When I first started painting I never thought finish a piece is this much work and involves this much pondering -- I would select a good reference photo and when the painting looks quite like the photo I know it is done. But the more I paint, the more I realize it is the artist's aesthetics instead of the snap of a camera should dictate when and how a particular painting is finished. It can be as sketch or realistically detailed as you, the artist, is happy for it to be. The line between a finished painting and one not quite yet suddenly becomes much more blurred.

Sometimes I only realized a painting has passed its finishing point after I have put a couple more strokes and realized I just overworked it. ("An artist knows an awful lot -- but he only knows it afterwards", says the all-wise Paul Klee.) Sometimes I think it is done and frame the painting, only to take it out later for further adjustments. There is not an iron-cast standard, but more of a feeling that different layers and strokes are finally coming together into a beautiful, coherent whole, a melody instead of a collection of music notes.

Hopefully, as I continue working, one day the blurred line would become clear again...

How do you, my artist friends, decide that a painting you have labored over is done?

You can now buy high quality Giclee prints of many of my sold paintings, both on paper and canvas, as well as some note cards with my paintings here:




Wednesday, October 24, 2012

Storm Over Estuary (DPW Sky Challenge)

This is a little test of landscape I've posted on my facebook page (with a terrible image taken by the iphone camera in a hurry just after I finished it) and I never got around to share on my blog, or upload to my Daily Paintworks Page.
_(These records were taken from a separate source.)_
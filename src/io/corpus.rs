//! Labeled training corpora.
//!
//! The file format is a header line followed by comma-delimited rows with
//! the label in field 1 and the raw text in field 3. Fields follow CSV
//! quoting (`"..."`, `""` escapes). Unquoted text containing commas spills
//! into later fields; those are re-joined.

use std::fs::File;
use std::io::{BufReader, Read};
use std::path::Path;

use csv::ReaderBuilder;
use serde::{Deserialize, Serialize};

use crate::errors::{Result, SocialMeterError};

const LABEL_COLUMN: usize = 1;
const TEXT_COLUMN: usize = 3;

/// Parallel lists of texts and their labels.
#[derive(Debug, Clone, Default, PartialEq, Serialize, Deserialize)]
pub struct Corpus {
    texts: Vec<String>,
    labels: Vec<String>,
}

impl Corpus {
    pub fn new(texts: Vec<String>, labels: Vec<String>) -> Result<Self> {
        if texts.len() != labels.len() {
            return Err(SocialMeterError::data(format!(
                "{} texts but {} labels",
                texts.len(),
                labels.len()
            )));
        }
        Ok(Self { texts, labels })
    }

    /// Build from `(label, text)` pairs.
    pub fn from_pairs<L, T>(pairs: &[(L, T)]) -> Self
    where
        L: AsRef<str>,
        T: AsRef<str>,
    {
        let (labels, texts) = pairs
            .iter()
            .map(|(l, t)| (l.as_ref().to_string(), t.as_ref().to_string()))
            .unzip();
        Self { texts, labels }
    }

    pub fn from_path(path: impl AsRef<Path>) -> Result<Self> {
        let file = File::open(path.as_ref())
            .map_err(|e| SocialMeterError::io(format!("{}: {e}", path.as_ref().display())))?;
        Self::from_reader(BufReader::new(file))
    }

    /// Parse a corpus. Rows short of the text column are errors, not skipped.
    pub fn from_reader<R: Read>(reader: R) -> Result<Self> {
        let mut rdr = ReaderBuilder::new()
            .has_headers(true)
            .flexible(true)
            .from_reader(reader);

        let mut corpus = Self::default();
        for result in rdr.records() {
            let record = result?;
            let line = record.position().map_or(0, |p| p.line() as usize);
            if record.len() <= TEXT_COLUMN {
                return Err(SocialMeterError::corpus_row(
                    line,
                    format!(
                        "expected at least {} fields, found {}",
                        TEXT_COLUMN + 1,
                        record.len()
                    ),
                ));
            }
            let label = record[LABEL_COLUMN].trim();
            if label.is_empty() {
                return Err(SocialMeterError::corpus_row(line, "empty label"));
            }
            let text = record
                .iter()
                .skip(TEXT_COLUMN)
                .collect::<Vec<_>>()
                .join(",");
            corpus.push(label, text.trim());
        }
        Ok(corpus)
    }

    pub fn push(&mut self, label: impl Into<String>, text: impl Into<String>) {
        self.labels.push(label.into());
        self.texts.push(text.into());
    }

    pub fn texts(&self) -> &[String] {
        &self.texts
    }

    pub fn labels(&self) -> &[String] {
        &self.labels
    }

    pub fn len(&self) -> usize {
        self.texts.len()
    }

    pub fn is_empty(&self) -> bool {
        self.texts.is_empty()
    }

    /// Rows at `indices`, in that order.
    pub fn subset(&self, indices: &[usize]) -> Self {
        let (texts, labels) = indices
            .iter()
            .filter_map(|&i| Some((self.texts.get(i)?.clone(), self.labels.get(i)?.clone())))
            .unzip();
        Self { texts, labels }
    }
}

#[cfg(test)]
mod tests {
    use super::*;

    const SAMPLE: &str = "ItemID,Sentiment,SentimentSource,SentimentText\n\
                          1,0,Sentiment140,is so sad for my APL friend\n\
                          2,1,Sentiment140,\"  omg, its already 7:30 :O  \"\n";

    #[test]
    fn test_reads_label_and_text_columns() {
        let corpus = Corpus::from_reader(SAMPLE.as_bytes()).unwrap();
        assert_eq!(corpus.len(), 2);
        assert_eq!(corpus.labels(), &["0".to_string(), "1".to_string()]);
        assert_eq!(corpus.texts()[0], "is so sad for my APL friend");
        assert_eq!(corpus.texts()[1], "omg, its already 7:30 :O");
    }

    #[test]
    fn test_quoted_fields_are_unescaped() {
        let data = "a,b,c,d\n1,\"0\",src,\"he said \"\"hi\"\"\"\n2,1,src,plain, with a comma\n";
        let corpus = Corpus::from_reader(data.as_bytes()).unwrap();
        assert_eq!(corpus.labels(), &["0".to_string(), "1".to_string()]);
        assert_eq!(corpus.texts()[0], "he said \"hi\"");
        assert_eq!(corpus.texts()[1], "plain, with a comma");
    }

    #[test]
    fn test_short_row_is_surfaced() {
        let data = "a,b,c,d\n1,0,src,fine\n2,1\n";
        match Corpus::from_reader(data.as_bytes()).unwrap_err() {
            SocialMeterError::CorpusRow { line, .. } => assert_eq!(line, 3),
            other => panic!("unexpected error: {other:?}"),
        }
    }

    #[test]
    fn test_header_only_is_empty() {
        let corpus = Corpus::from_reader("a,b,c,d\n".as_bytes()).unwrap();
        assert!(corpus.is_empty());
    }

    #[test]
    fn test_mismatched_lengths() {
        assert!(Corpus::new(vec!["x".into()], Vec::new()).unwrap_err().is_data());
    }

    #[test]
    fn test_subset_keeps_pairs() {
        let corpus = Corpus::from_pairs(&[("0", "a"), ("1", "b"), ("0", "c")]);
        let sub = corpus.subset(&[2, 0]);
        assert_eq!(sub.texts(), &["c".to_string(), "a".to_string()]);
        assert_eq!(sub.labels(), &["0".to_string(), "0".to_string()]);
    }
}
The painting was done completely wet in wet, as a test of the Fabriano Blocco per Artisti paper I recently purchased. The surface of this paper is more similar to the laid instead of woven patterns (which is the most prominent surface pattern of contemporary watercolor paper), The lovely laid pattern gives it a very antique look, as this is the surface pattern of most of the paper in the age of Cotman or Turner. Layer on this paper, or repeated wetting, has proven to be extremely difficult. Like all Fabriano paper I have tried, it lifts like crazy. But the granulating colors separate and diffuse beautifully on it, and created this glowing orange (of Burnt Sienna) along the horizon and in the light passage in the land -- a river channel reflecting the setting sun. (The photo here, unfortunately, does not show the subtle, low saturation color in the original painting.) I am submitting it to this weeks DPW challenge -- paint a sky. John Sell Cotman has said "a sky a day" is a great exercise in watercolor painting, since it is always there for you to observe. This one is painted looking at the lovely back waters of San Carlos.


Storm over Estuary, 
Watercolor on Fabriano Blocco Per Artisti140# Cold Press Paper,5"h x 7"w, 2012 #51

Sold!


Sunday, July 29, 2012

Beauty Queen (DPW Challenge Entry, and a Little Personal Thoughts)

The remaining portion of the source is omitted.